In the following snippet, I am trying to understand why swiftc says I need the override keyword for D.bar() but not for D.foo().
class A {
}
class B : A {
}
class C {
public func foo(x : A) {
}
public func bar(x : (A) -> Void) {
}
}
class D : C {
public func foo(x : B) {
}
// ERROR -- needs override
public func bar(x : (B) -> Void) {
}
}
The Swift compiler complains that D.bar() overrides C.bar() so it needs the override keyword. Through experimentation, I think this is because B is a subclass of A, so the function type (B) -> Void is considered the same as (A) -> Void.
But if that's true, shouldn't similar reasoning apply to D.foo()? The compiler accepts this one without override. In fact, if I add the override keyword to D.foo(), it complains.
This was subtle to think about, but I don't think this diagnostic is wrong. foo(x:) does not override (merely overloads) because if it did override, it would violate the Liskov substitution principle. In the case of bar(x:), I don't see any way to produce an A where only a B is allowed, so the principle does not appear to be violated.

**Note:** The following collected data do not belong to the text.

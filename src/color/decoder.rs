//! Image decoding.
//!
//! The container format is detected from the leading bytes of the payload,
//! never from a declared content type. Input is an in-memory buffer read
//! through a [`Cursor`], which gives the decoder the `BufRead + Seek` access
//! some formats need.

use std::io::Cursor;

use image::{DynamicImage, ImageError, ImageReader};

use crate::error::DecodeError;

/// Decode an image, detecting its format from content.
///
/// # Errors
///
/// - [`DecodeError::UnsupportedFormat`] if the content matches no enabled format
/// - [`DecodeError::Corrupt`] if the format is known but decoding fails
/// - [`DecodeError::EmptyImage`] if the image has zero width or height
pub fn decode_image(data: &[u8]) -> Result<DynamicImage, DecodeError> {
    let reader = ImageReader::new(Cursor::new(data))
        .with_guessed_format()
        .map_err(|e| DecodeError::Corrupt(e.to_string()))?;

    if reader.format().is_none() {
        return Err(DecodeError::UnsupportedFormat(
            "unrecognized image content".to_string(),
        ));
    }

    let img = reader.decode().map_err(|e| match e {
        ImageError::Unsupported(_) => DecodeError::UnsupportedFormat(e.to_string()),
        other => DecodeError::Corrupt(other.to_string()),
    })?;

    if img.width() == 0 || img.height() == 0 {
        return Err(DecodeError::EmptyImage {
            width: img.width(),
            height: img.height(),
        });
    }

    Ok(img)
}
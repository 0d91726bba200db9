//! HTTP server layer for img2color.
//!
//! This module provides the HTTP API for computing image colors.
//!
//! # Architecture
//!
//! ```text
//! ┌─────────────────────────────────────────────────────────────────┐
//! │                         HTTP Layer                              │
//! │                      GET /api?img=<url>                         │
//! │                                                                 │
//! │  ┌─────────────┐  ┌─────────────┐  ┌─────────────────────────┐  │
//! │  │  handlers   │  │   referer   │  │        routes           │  │
//! │  │ (requests)  │  │ (allow-list)│  │  (router config)        │  │
//! │  └─────────────┘  └─────────────┘  └─────────────────────────┘  │
//! └─────────────────────────────────────────────────────────────────┘
//! ```

pub mod handlers;
pub mod referer;
pub mod routes;

pub use handlers::{
    color_handler, health_handler, preflight_handler, AppState, ColorBody, ColorQueryParams,
    ErrorResponse, HealthResponse, CACHE_HIT_HEADER,
};
pub use referer::{referer_middleware, AllowList, GateRejected, RefererPattern};
pub use routes::{
    create_router, RouterConfig, CORS_ALLOW_HEADERS, CORS_ALLOW_METHODS, CORS_ALLOW_ORIGIN,
};
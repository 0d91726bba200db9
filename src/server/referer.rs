//! Referer-based access gate.
//!
//! Every `GET` request must carry a `Referer` header matching one of the
//! configured patterns before any work is done.
//!
//! # Pattern Syntax
//!
//! - `*` matches any substring, including the empty one
//! - every other character matches itself literally, `.` included
//! - a pattern must match the whole referer, not a substring of it
//!
//! ```text
//! *.example.com      matches  a.example.com, foo.bar.example.com
//!                    rejects  example.com, a.example.com.evil.net
//! https://blog.io/*  matches  https://blog.io/, https://blog.io/post/1
//! ```
//!
//! # Fail-Closed Default
//!
//! An empty allow-list rejects every request, including requests with no
//! `Referer` header.
//!
//! # Example
//!
//! ```rust
//! use img2color::server::referer::AllowList;
//!
//! let allow = AllowList::parse("*.example.com, https://blog.io/*").unwrap();
//! assert!(allow.is_allowed("a.example.com"));
//! assert!(!allow.is_allowed("example.com"));
//!
//! let empty = AllowList::empty();
//! assert!(!empty.is_allowed(""));
//! ```

use std::sync::Arc;

use axum::{
    extract::{Request, State},
    http::{header::REFERER, Method, StatusCode},
    middleware::Next,
    response::{IntoResponse, Response},
    Json,
};
use regex::Regex;
use tracing::warn;

use super::handlers::ErrorResponse;
use crate::error::ConfigError;

// =============================================================================
// Patterns
// =============================================================================

/// A single compiled referer pattern.
#[derive(Debug, Clone)]
pub struct RefererPattern {
    source: String,
    regex: Regex,
}

impl RefererPattern {
    /// Compile a wildcard pattern into an anchored matcher.
    pub fn new(pattern: &str) -> Result<Self, ConfigError> {
        let body = pattern
            .split('*')
            .map(regex::escape)
            .collect::<Vec<_>>()
            .join(".*");

        // (?s) so `*` also spans newlines; the header value is matched whole.
        let regex = Regex::new(&format!("(?s)^{}$", body)).map_err(|e| {
            ConfigError::InvalidPattern {
                pattern: pattern.to_string(),
                message: e.to_string(),
            }
        })?;

        Ok(Self {
            source: pattern.to_string(),
            regex,
        })
    }

    /// The pattern as configured.
    pub fn as_str(&self) -> &str {
        &self.source
    }

    /// Check whether `referer` satisfies this pattern as a whole.
    pub fn matches(&self, referer: &str) -> bool {
        self.regex.is_match(referer)
    }
}

// =============================================================================
// Allow-List
// =============================================================================

/// Ordered, immutable list of referer patterns.
///
/// Built once at startup and shared read-only across requests.
#[derive(Debug, Clone, Default)]
pub struct AllowList {
    patterns: Arc<Vec<RefererPattern>>,
}

impl AllowList {
    /// An allow-list that rejects everything.
    pub fn empty() -> Self {
        Self::default()
    }

    /// Compile a list of patterns. Blank entries are skipped.
    pub fn new<I, P>(patterns: I) -> Result<Self, ConfigError>
    where
        I: IntoIterator<Item = P>,
        P: AsRef<str>,
    {
        let patterns = patterns
            .into_iter()
            .map(|p| p.as_ref().trim().to_string())
            .filter(|p| !p.is_empty())
            .map(|p| RefererPattern::new(&p))
            .collect::<Result<Vec<_>, _>>()?;

        Ok(Self {
            patterns: Arc::new(patterns),
        })
    }

    /// Parse a comma-separated pattern list, trimming whitespace around each
    /// entry.
    pub fn parse(list: &str) -> Result<Self, ConfigError> {
        Self::new(list.split(','))
    }

    /// Check whether a request with this `Referer` value may proceed.
    ///
    /// Patterns are tried in order and the first match allows the request.
    /// Always `false` when the list is empty.
    pub fn is_allowed(&self, referer: &str) -> bool {
        if self.patterns.is_empty() {
            return false;
        }
        self.patterns.iter().any(|p| p.matches(referer))
    }

    pub fn len(&self) -> usize {
        self.patterns.len()
    }

    pub fn is_empty(&self) -> bool {
        self.patterns.is_empty()
    }

    /// Iterate over the configured patterns in order.
    pub fn patterns(&self) -> impl Iterator<Item = &str> {
        self.patterns.iter().map(RefererPattern::as_str)
    }
}

// =============================================================================
// Rejection
// =============================================================================

/// The request's referer did not match the allow-list.
#[derive(Debug, Clone)]
pub struct GateRejected {
    /// The referer that was presented (empty when the header was absent)
    pub referer: String,
}

impl std::fmt::Display for GateRejected {
    fn fmt(&self, f: &mut std::fmt::Formatter<'_>) -> std::fmt::Result {
        write!(f, "Referer not allowed")
    }
}

impl std::error::Error for GateRejected {}

impl IntoResponse for GateRejected {
    fn into_response(self) -> Response {
        let status = StatusCode::FORBIDDEN;
        let error_type = "forbidden";
        let message = self.to_string();

        warn!(
            error_type = error_type,
            status = status.as_u16(),
            referer = %self.referer,
            "Access denied: {}",
            message
        );

        let error_response = ErrorResponse::with_status(error_type, message, status);
        (status, Json(error_response)).into_response()
    }
}

// =============================================================================
// Axum Middleware
// =============================================================================

/// Axum middleware enforcing the referer allow-list.
///
/// `OPTIONS` requests pass through untouched so that preflight always
/// succeeds. A missing or non-UTF-8 `Referer` header is checked as the empty
/// string.
///
/// # Example
///
/// ```ignore
/// use axum::{Router, middleware, routing::get};
/// use img2color::server::referer::{AllowList, referer_middleware};
///
/// let allow = AllowList::parse("*.example.com")?;
/// let app = Router::new()
///     .route("/api", get(color_handler))
///     .route_layer(middleware::from_fn_with_state(allow, referer_middleware));
/// ```
pub async fn referer_middleware(
    State(allow): State<AllowList>,
    request: Request,
    next: Next,
) -> Result<Response, GateRejected> {
    if request.method() == Method::OPTIONS {
        return Ok(next.run(request).await);
    }

    let referer = request
        .headers()
        .get(REFERER)
        .and_then(|v| v.to_str().ok())
        .unwrap_or("");

    if !allow.is_allowed(referer) {
        return Err(GateRejected {
            referer: referer.to_string(),
        });
    }

    Ok(next.run(request).await)
}

// =============================================================================
// Tests
// =============================================================================
//! Volatile (expiring) cache tier.
//!
//! The volatile tier maps a [`Fingerprint`] to a hex color string with a fixed
//! expiration horizon. It is the only tier consulted on the read path.
//!
//! Two implementations are provided:
//! - [`RedisTier`]: Redis-backed, shared between service instances
//! - [`MemoryTier`]: In-process LRU with per-entry expiry

use std::num::NonZeroUsize;
use std::time::{Duration, Instant};

use async_trait::async_trait;
use lru::LruCache;
use redis::aio::ConnectionManager;
use redis::AsyncCommands;
use tokio::sync::Mutex;

use super::Fingerprint;
use crate::error::{CacheError, ConfigError};

/// Default number of entries held by a [`MemoryTier`].
pub const DEFAULT_MEMORY_ENTRIES: usize = 10_000;

/// An expiring key/value store for computed colors.
///
/// Implementations must be safe for concurrent use from many requests.
#[async_trait]
pub trait VolatileTier: Send + Sync {
    /// Look up a cached color. `Ok(None)` means absent or expired.
    async fn get(&self, key: &Fingerprint) -> Result<Option<String>, CacheError>;

    /// Store a color, replacing any previous value and resetting its expiry.
    async fn set(&self, key: &Fingerprint, color: &str, ttl: Duration) -> Result<(), CacheError>;
}

// =============================================================================
// Redis
// =============================================================================

/// Connection settings for [`RedisTier`].
#[derive(Debug, Clone)]
pub struct RedisSettings {
    /// `host:port` of the Redis server
    pub address: String,

    /// Optional password (AUTH)
    pub password: Option<String>,

    /// Database index
    pub db: i64,
}

impl RedisSettings {
    /// Build the `redis://` connection URL for these settings.
    pub fn connection_url(&self) -> String {
        match self.password.as_deref().filter(|p| !p.is_empty()) {
            Some(password) => format!(
                "redis://:{}@{}/{}",
                urlencoding::encode(password),
                self.address,
                self.db
            ),
            None => format!("redis://{}/{}", self.address, self.db),
        }
    }
}

/// Redis-backed volatile tier.
///
/// Wraps a [`ConnectionManager`], which multiplexes commands over a single
/// connection and reconnects on failure. Cloning is cheap.
#[derive(Clone)]
pub struct RedisTier {
    conn: ConnectionManager,
}

impl RedisTier {
    /// Connect to Redis and verify the connection with `PING`.
    pub async fn connect(settings: &RedisSettings) -> Result<Self, ConfigError> {
        let connection_error = |e: redis::RedisError| ConfigError::Connection {
            tier: "Redis",
            message: e.to_string(),
        };

        let client = redis::Client::open(settings.connection_url()).map_err(connection_error)?;
        let mut conn = ConnectionManager::new(client)
            .await
            .map_err(connection_error)?;

        let _: String = redis::cmd("PING")
            .query_async(&mut conn)
            .await
            .map_err(connection_error)?;

        Ok(Self { conn })
    }
}

#[async_trait]
impl VolatileTier for RedisTier {
    async fn get(&self, key: &Fingerprint) -> Result<Option<String>, CacheError> {
        let mut conn = self.conn.clone();
        let value: Option<String> = conn.get(key.as_str()).await?;
        Ok(value)
    }

    async fn set(&self, key: &Fingerprint, color: &str, ttl: Duration) -> Result<(), CacheError> {
        let mut conn = self.conn.clone();
        let _: () = conn.set_ex(key.as_str(), color, ttl.as_secs().max(1)).await?;
        Ok(())
    }
}

// =============================================================================
// In-process
// =============================================================================

struct MemoryEntry {
    color: String,
    expires_at: Instant,
}

/// In-process volatile tier backed by an LRU map.
///
/// Entries carry their own expiration horizon. Expired entries read as absent
/// and are dropped on access; the LRU bound evicts the rest.
///
/// # Example
///
/// ```
/// use img2color::store::{Fingerprint, MemoryTier, VolatileTier};
/// use std::time::Duration;
///
/// #[tokio::main]
/// async fn main() {
///     let tier = MemoryTier::new();
///     let key = Fingerprint::of("https://example.com/cat.png");
///
///     tier.set(&key, "#336699", Duration::from_secs(60)).await.unwrap();
///     assert_eq!(tier.get(&key).await.unwrap().as_deref(), Some("#336699"));
/// }
/// ```
pub struct MemoryTier {
    entries: Mutex<LruCache<Fingerprint, MemoryEntry>>,
}

impl MemoryTier {
    /// Create a tier holding up to [`DEFAULT_MEMORY_ENTRIES`] entries.
    pub fn new() -> Self {
        Self::with_capacity(DEFAULT_MEMORY_ENTRIES)
    }

    /// Create a tier holding up to `max_entries` entries (minimum 1).
    pub fn with_capacity(max_entries: usize) -> Self {
        let cap = NonZeroUsize::new(max_entries).unwrap_or(NonZeroUsize::MIN);
        Self {
            entries: Mutex::new(LruCache::new(cap)),
        }
    }

    /// Number of entries currently held, including ones that have expired
    /// but not yet been touched.
    pub async fn len(&self) -> usize {
        self.entries.lock().await.len()
    }

    /// Check if the tier holds no entries.
    pub async fn is_empty(&self) -> bool {
        self.entries.lock().await.is_empty()
    }
}

impl Default for MemoryTier {
    fn default() -> Self {
        Self::new()
    }
}

#[async_trait]
impl VolatileTier for MemoryTier {
    async fn get(&self, key: &Fingerprint) -> Result<Option<String>, CacheError> {
        let mut entries = self.entries.lock().await;

        let expired = match entries.get(key) {
            Some(entry) if Instant::now() < entry.expires_at => {
                return Ok(Some(entry.color.clone()));
            }
            Some(_) => true,
            None => false,
        };

        if expired {
            entries.pop(key);
        }
        Ok(None)
    }

    async fn set(&self, key: &Fingerprint, color: &str, ttl: Duration) -> Result<(), CacheError> {
        let entry = MemoryEntry {
            color: color.to_string(),
            expires_at: Instant::now() + ttl,
        };
        self.entries.lock().await.put(key.clone(), entry);
        Ok(())
    }
}
//! img2color - dominant color of remote images over HTTP.
//!
//! This binary starts the HTTP server and configures all components.

use std::process::ExitCode;
use std::sync::Arc;

use clap::Parser;
use tracing::{error, info, warn};
use tracing_subscriber::{layer::SubscriberExt, util::SubscriberInitExt};

use img2color::{
    config::Config,
    fetch::HttpFetcher,
    server::{create_router, AllowList, RouterConfig},
    store::{ColorStore, MongoTier, RedisTier},
    ColorService,
};

#[tokio::main]
async fn main() -> ExitCode {
    let config = Config::parse();

    // Initialize logging
    init_logging(config.verbose);

    // Validate configuration
    if let Err(e) = config.validate() {
        error!("Configuration error: {}", e);
        return ExitCode::FAILURE;
    }

    let allow_list = match config.allow_list() {
        Ok(list) => list,
        Err(e) => {
            error!("Configuration error: {}", e);
            return ExitCode::FAILURE;
        }
    };

    log_configuration(&config, &allow_list);

    let store = match build_store(&config).await {
        Some(store) => store,
        None => return ExitCode::FAILURE,
    };

    let fetcher = match HttpFetcher::with_timeout(config.fetch_timeout()) {
        Ok(fetcher) => fetcher.with_max_body_bytes(config.max_image_bytes),
        Err(e) => {
            error!("Failed to create HTTP client: {}", e);
            return ExitCode::FAILURE;
        }
    };

    let color_service = ColorService::new(fetcher, store);

    let router_config = RouterConfig::new(allow_list)
        .with_redacted_errors(config.redact_errors)
        .with_tracing(!config.no_tracing);

    let router = create_router(color_service, router_config);

    // Bind and serve
    let addr = config.bind_address();

    info!("");
    info!("  Server listening on: http://{}", addr);
    info!("    curl http://{}/health", addr);
    info!(
        "    curl -H 'Referer: <allowed>' 'http://{}/api?img=<image-url>'",
        addr
    );
    info!("");

    let listener = match tokio::net::TcpListener::bind(&addr).await {
        Ok(listener) => listener,
        Err(e) => {
            error!("Failed to bind to {}: {}", addr, e);
            return ExitCode::FAILURE;
        }
    };

    if let Err(e) = axum::serve(listener, router).await {
        error!("Server error: {}", e);
        return ExitCode::FAILURE;
    }

    ExitCode::SUCCESS
}

/// Initialize the tracing/logging subsystem.
fn init_logging(verbose: bool) {
    let env_filter = if verbose {
        "img2color=debug,tower_http=debug"
    } else {
        "img2color=info,tower_http=info"
    };

    tracing_subscriber::registry()
        .with(
            tracing_subscriber::EnvFilter::try_from_default_env()
                .unwrap_or_else(|_| env_filter.into()),
        )
        .with(tracing_subscriber::fmt::layer())
        .init();
}

/// Log the effective configuration, warning about degraded setups.
fn log_configuration(config: &Config, allow_list: &AllowList) {
    info!("img2color v{}", env!("CARGO_PKG_VERSION"));
    info!("Configuration:");

    if allow_list.is_empty() {
        warn!("  Allowed referers: NONE - every color request will be rejected");
        warn!("        Set ALLOWED_REFERERS, e.g. ALLOWED_REFERERS='https://blog.example.com/*'");
    } else {
        info!("  Allowed referers:");
        for pattern in allow_list.patterns() {
            info!("    {}", pattern);
        }
    }

    match &config.redis_address {
        Some(address) if config.use_redis_cache => info!(
            "  Redis cache: {} (db {}, ttl {}s)",
            address, config.redis_db, config.cache_ttl_secs
        ),
        _ => warn!("  Redis cache: disabled - every request recomputes its color"),
    }

    match &config.mongo_db {
        Some(database) if config.use_mongodb => info!(
            "  MongoDB: {}.{}",
            database, config.mongo_collection
        ),
        _ => info!("  MongoDB: disabled"),
    }

    info!(
        "  Fetch limits: {}s, {} bytes",
        config.fetch_timeout_secs, config.max_image_bytes
    );
    if config.redact_errors {
        info!("  Error detail: redacted");
    }
}

/// Connect the enabled tiers and assemble the store.
///
/// Returns `None` (after logging) if an enabled tier is unreachable.
async fn build_store(config: &Config) -> Option<ColorStore> {
    let mut store = ColorStore::new().with_ttl(config.cache_ttl());

    if let Some(settings) = config.redis_settings() {
        info!("Connecting to Redis at {}...", settings.address);
        match RedisTier::connect(&settings).await {
            Ok(tier) => {
                info!("  Connected successfully");
                store = store.with_volatile(Arc::new(tier));
            }
            Err(e) => {
                error!("  Failed to connect to Redis: {}", e);
                return None;
            }
        }
    }

    if let Some(settings) = config.mongo_settings() {
        info!("Connecting to MongoDB...");
        match MongoTier::connect(&settings).await {
            Ok(tier) => {
                info!("  Connected successfully");
                store = store.with_durable(Arc::new(tier));
            }
            Err(e) => {
                error!("  Failed to connect to MongoDB: {}", e);
                return None;
            }
        }
    }

    Some(store)
}
//! Configuration management for img2color.
//!
//! Configuration is read once at startup from command-line arguments, falling
//! back to environment variables and then to defaults.
//!
//! # Example
//!
//! ```ignore
//! use clap::Parser;
//! use img2color::config::Config;
//!
//! let config = Config::parse();
//! config.validate()?;
//!
//! println!("Listening on {}", config.bind_address());
//! ```
//!
//! # Environment Variables
//!
//! - `HOST` - Server bind address (default: 0.0.0.0)
//! - `PORT` - Server port (default: 3000)
//! - `ALLOWED_REFERERS` - Comma-separated referer patterns (default: none, rejects all)
//! - `USE_REDIS_CACHE` - Enable the Redis volatile tier (default: false)
//! - `REDIS_ADDRESS` - Redis `host:port` (required when Redis is enabled)
//! - `REDIS_PASSWORD` - Redis password
//! - `REDIS_DB` - Redis database index (default: 0)
//! - `USE_MONGODB` - Enable the MongoDB durable tier (default: false)
//! - `MONGO_URI` - MongoDB connection string (required when MongoDB is enabled)
//! - `MONGO_DB` - MongoDB database (required when MongoDB is enabled)
//! - `MONGO_COLLECTION` - MongoDB collection (default: colors)
//! - `CACHE_TTL_SECS` - Volatile-tier expiry in seconds (default: 86400)
//! - `FETCH_TIMEOUT_SECS` - Image fetch timeout in seconds (default: 10)
//! - `MAX_IMAGE_BYTES` - Largest image body accepted, in bytes (default: 20 MiB)
//! - `REDACT_ERRORS` - Hide fetch/decode detail from callers (default: false)

use std::time::Duration;

use clap::builder::BoolishValueParser;
use clap::Parser;

use crate::error::ConfigError;
use crate::fetch::{DEFAULT_FETCH_TIMEOUT, DEFAULT_MAX_IMAGE_BYTES};
use crate::server::referer::AllowList;
use crate::store::{MongoSettings, RedisSettings, DEFAULT_CACHE_TTL, DEFAULT_COLLECTION};

// =============================================================================
// Default Values
// =============================================================================

/// Default server host.
pub const DEFAULT_HOST: &str = "0.0.0.0";

/// Default server port.
pub const DEFAULT_PORT: u16 = 3000;

// =============================================================================
// CLI Arguments
// =============================================================================

/// img2color - dominant color of remote images over HTTP.
///
/// Serves `GET /api?img=<url>` and answers with the image's average color,
/// memoized in Redis and recorded in MongoDB when those are enabled.
#[derive(Parser, Debug, Clone)]
#[command(name = "img2color")]
#[command(author, version, about, long_about = None)]
pub struct Config {
    // =========================================================================
    // Server Configuration
    // =========================================================================
    /// Host address to bind the server to.
    #[arg(long, default_value = DEFAULT_HOST, env = "HOST")]
    pub host: String,

    /// Port to listen on.
    #[arg(short, long, default_value_t = DEFAULT_PORT, env = "PORT")]
    pub port: u16,

    // =========================================================================
    // Access Gate
    // =========================================================================
    /// Allowed referer patterns (comma-separated, `*` is a wildcard).
    ///
    /// An empty list rejects every request.
    #[arg(long, default_value = "", env = "ALLOWED_REFERERS")]
    pub allowed_referers: String,

    // =========================================================================
    // Volatile Tier (Redis)
    // =========================================================================
    /// Enable the Redis color cache.
    #[arg(long, env = "USE_REDIS_CACHE", value_parser = BoolishValueParser::new())]
    pub use_redis_cache: bool,

    /// Redis server address as `host:port`.
    #[arg(long, env = "REDIS_ADDRESS")]
    pub redis_address: Option<String>,

    /// Redis password.
    #[arg(long, env = "REDIS_PASSWORD", hide_env_values = true)]
    pub redis_password: Option<String>,

    /// Redis database index.
    #[arg(long, default_value_t = 0, env = "REDIS_DB")]
    pub redis_db: i64,

    /// Expiry of cached colors in seconds.
    #[arg(long = "cache-ttl", default_value_t = DEFAULT_CACHE_TTL.as_secs(), env = "CACHE_TTL_SECS")]
    pub cache_ttl_secs: u64,

    // =========================================================================
    // Durable Tier (MongoDB)
    // =========================================================================
    /// Enable the MongoDB color record store.
    #[arg(long, env = "USE_MONGODB", value_parser = BoolishValueParser::new())]
    pub use_mongodb: bool,

    /// MongoDB connection string.
    #[arg(long, env = "MONGO_URI", hide_env_values = true)]
    pub mongo_uri: Option<String>,

    /// MongoDB database name.
    #[arg(long, env = "MONGO_DB")]
    pub mongo_db: Option<String>,

    /// MongoDB collection name.
    #[arg(long, default_value = DEFAULT_COLLECTION, env = "MONGO_COLLECTION")]
    pub mongo_collection: String,

    // =========================================================================
    // Fetching
    // =========================================================================
    /// Timeout for fetching an image, in seconds.
    #[arg(long = "fetch-timeout", default_value_t = DEFAULT_FETCH_TIMEOUT.as_secs(), env = "FETCH_TIMEOUT_SECS")]
    pub fetch_timeout_secs: u64,

    /// Largest image body accepted, in bytes.
    #[arg(long, default_value_t = DEFAULT_MAX_IMAGE_BYTES, env = "MAX_IMAGE_BYTES")]
    pub max_image_bytes: usize,

    /// Replace fetch/decode error detail in responses with a generic message.
    #[arg(long, env = "REDACT_ERRORS", value_parser = BoolishValueParser::new())]
    pub redact_errors: bool,

    // =========================================================================
    // Logging Configuration
    // =========================================================================
    /// Enable verbose logging (debug level).
    #[arg(short, long, default_value_t = false)]
    pub verbose: bool,

    /// Disable request tracing.
    #[arg(long, default_value_t = false)]
    pub no_tracing: bool,
}

impl Config {
    /// Validate the configuration.
    ///
    /// Checks that every enabled tier has the settings it needs and that
    /// the referer patterns compile.
    pub fn validate(&self) -> Result<(), ConfigError> {
        if self.use_redis_cache {
            let address = non_empty(&self.redis_address).ok_or(ConfigError::MissingSetting {
                tier: "Redis cache",
                setting: "REDIS_ADDRESS",
            })?;
            validate_host_port(address)?;

            if self.redis_db < 0 {
                return Err(ConfigError::InvalidSetting {
                    setting: "REDIS_DB",
                    message: format!("database index must not be negative, got {}", self.redis_db),
                });
            }
        }

        if self.use_mongodb {
            let uri = non_empty(&self.mongo_uri).ok_or(ConfigError::MissingSetting {
                tier: "MongoDB",
                setting: "MONGO_URI",
            })?;
            if !uri.starts_with("mongodb://") && !uri.starts_with("mongodb+srv://") {
                return Err(ConfigError::InvalidSetting {
                    setting: "MONGO_URI",
                    message: "expected a mongodb:// or mongodb+srv:// connection string"
                        .to_string(),
                });
            }

            non_empty(&self.mongo_db).ok_or(ConfigError::MissingSetting {
                tier: "MongoDB",
                setting: "MONGO_DB",
            })?;

            if self.mongo_collection.trim().is_empty() {
                return Err(ConfigError::InvalidSetting {
                    setting: "MONGO_COLLECTION",
                    message: "collection name must not be empty".to_string(),
                });
            }
        }

        if self.cache_ttl_secs == 0 {
            return Err(ConfigError::InvalidSetting {
                setting: "CACHE_TTL_SECS",
                message: "must be greater than 0".to_string(),
            });
        }

        if self.fetch_timeout_secs == 0 {
            return Err(ConfigError::InvalidSetting {
                setting: "FETCH_TIMEOUT_SECS",
                message: "must be greater than 0".to_string(),
            });
        }

        if self.max_image_bytes == 0 {
            return Err(ConfigError::InvalidSetting {
                setting: "MAX_IMAGE_BYTES",
                message: "must be greater than 0".to_string(),
            });
        }

        self.allow_list()?;

        Ok(())
    }

    /// Get the server bind address as "host:port".
    pub fn bind_address(&self) -> String {
        format!("{}:{}", self.host, self.port)
    }

    /// Compile the referer allow-list.
    pub fn allow_list(&self) -> Result<AllowList, ConfigError> {
        AllowList::parse(&self.allowed_referers)
    }

    /// Redis settings, if the Redis tier is enabled.
    pub fn redis_settings(&self) -> Option<RedisSettings> {
        if !self.use_redis_cache {
            return None;
        }
        Some(RedisSettings {
            address: non_empty(&self.redis_address)?.to_string(),
            password: self.redis_password.clone(),
            db: self.redis_db,
        })
    }

    /// MongoDB settings, if the MongoDB tier is enabled.
    pub fn mongo_settings(&self) -> Option<MongoSettings> {
        if !self.use_mongodb {
            return None;
        }
        Some(MongoSettings {
            uri: non_empty(&self.mongo_uri)?.to_string(),
            database: non_empty(&self.mongo_db)?.to_string(),
            collection: self.mongo_collection.trim().to_string(),
        })
    }

    /// Expiry of cached colors.
    pub fn cache_ttl(&self) -> Duration {
        Duration::from_secs(self.cache_ttl_secs)
    }

    /// Timeout for fetching an image.
    pub fn fetch_timeout(&self) -> Duration {
        Duration::from_secs(self.fetch_timeout_secs)
    }
}

fn non_empty(value: &Option<String>) -> Option<&str> {
    value.as_deref().map(str::trim).filter(|v| !v.is_empty())
}

fn validate_host_port(address: &str) -> Result<(), ConfigError> {
    let invalid = |message: &str| ConfigError::InvalidSetting {
        setting: "REDIS_ADDRESS",
        message: format!("{} (got {:?})", message, address),
    };

    let (host, port) = address
        .rsplit_once(':')
        .ok_or_else(|| invalid("expected host:port"))?;
    if host.is_empty() {
        return Err(invalid("missing host"));
    }
    port.parse::<u16>()
        .map_err(|_| invalid("port must be a number between 0 and 65535"))?;
    Ok(())
}

// =============================================================================
// Tests
// =============================================================================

Let's walk through it. bar(x:) doesn't take an A or B, it takes a closure that then takes an A or B. In the context of D.bar(x:), the only valid thing to pass to x is an instance of B. In the context of C.bar(x:), any A can be passed. If somebody upcasts a D to C, then calls bar(x:) on it and passes a closure taking A instead of B, then any B passed to the closure by D.bar(x:) is still a valid argument to that closure. Thus, the principle is not violated.
If you've got a counterexample that violates the LSP, I'd love to see it—it would definitely be worth a compiler bug report!
To add to the above explanation: in FP lingo, the appropriate terms are covariant and contravariance.
The question you need to ask is: can the method in the subclass be used to derive a correct and total implementation of the method in the super class?
In case of foo, this doesn’t work, because not all As are Bs. In case of Bar, it does work, because any function that handles arbitrary As can handle in particular all Bs. In one of the methods, A is in covariant position, in the other one in contravariant position.
The type (B) -> Void is a supertype of (A) -> Void.
Anywhere you have an instance of type (A) -> Void, you can upcast it to (B) -> Void and it will work fine. After all, the only thing you can do with a (B) -> Void is call it by passing in an instance of B, and any B is also an A.
More generally, if A: B and U: V, then the type (B) -> U is a supertype of (A) -> V, or equivalently, (A) -> V is a subtype of (B) -> U.
Because this situation involves closures instead of, say, collections, my mind just didn't think of it in terms of coariance or contravariance. The relevant wikipedia page contains some good info on how these concepts play w.r.t. function types:
Below is my original code snippet, with less whitespace this time, and with the signatures of the bar methods "inverted", showing how contravariance for function parameters makes the subtyping go "in the opposite direction".
class A {}
class B : A {}
class C {
public func foo(x : A) {}
public func bar(x : (B) -> Void) {}
}
class D : C {
public func foo(x : B) {}
public func bar(x : (A) -> Void) {}
}
Just to be abundantly clear on this, now neitherfoo nor bar is an override.
You can test this by adding print statements into the function bodies, like print("C.foo") and so forth. Then a function like this:
func foobar(_ c: C) {
c.foo(x: A())
c.bar{ _ in }
}
foobar(D())
Will show that the versions from C were used, not the versions from D. (The same thing holds if foobar is generic over T: C, or if it is an extension method on C.)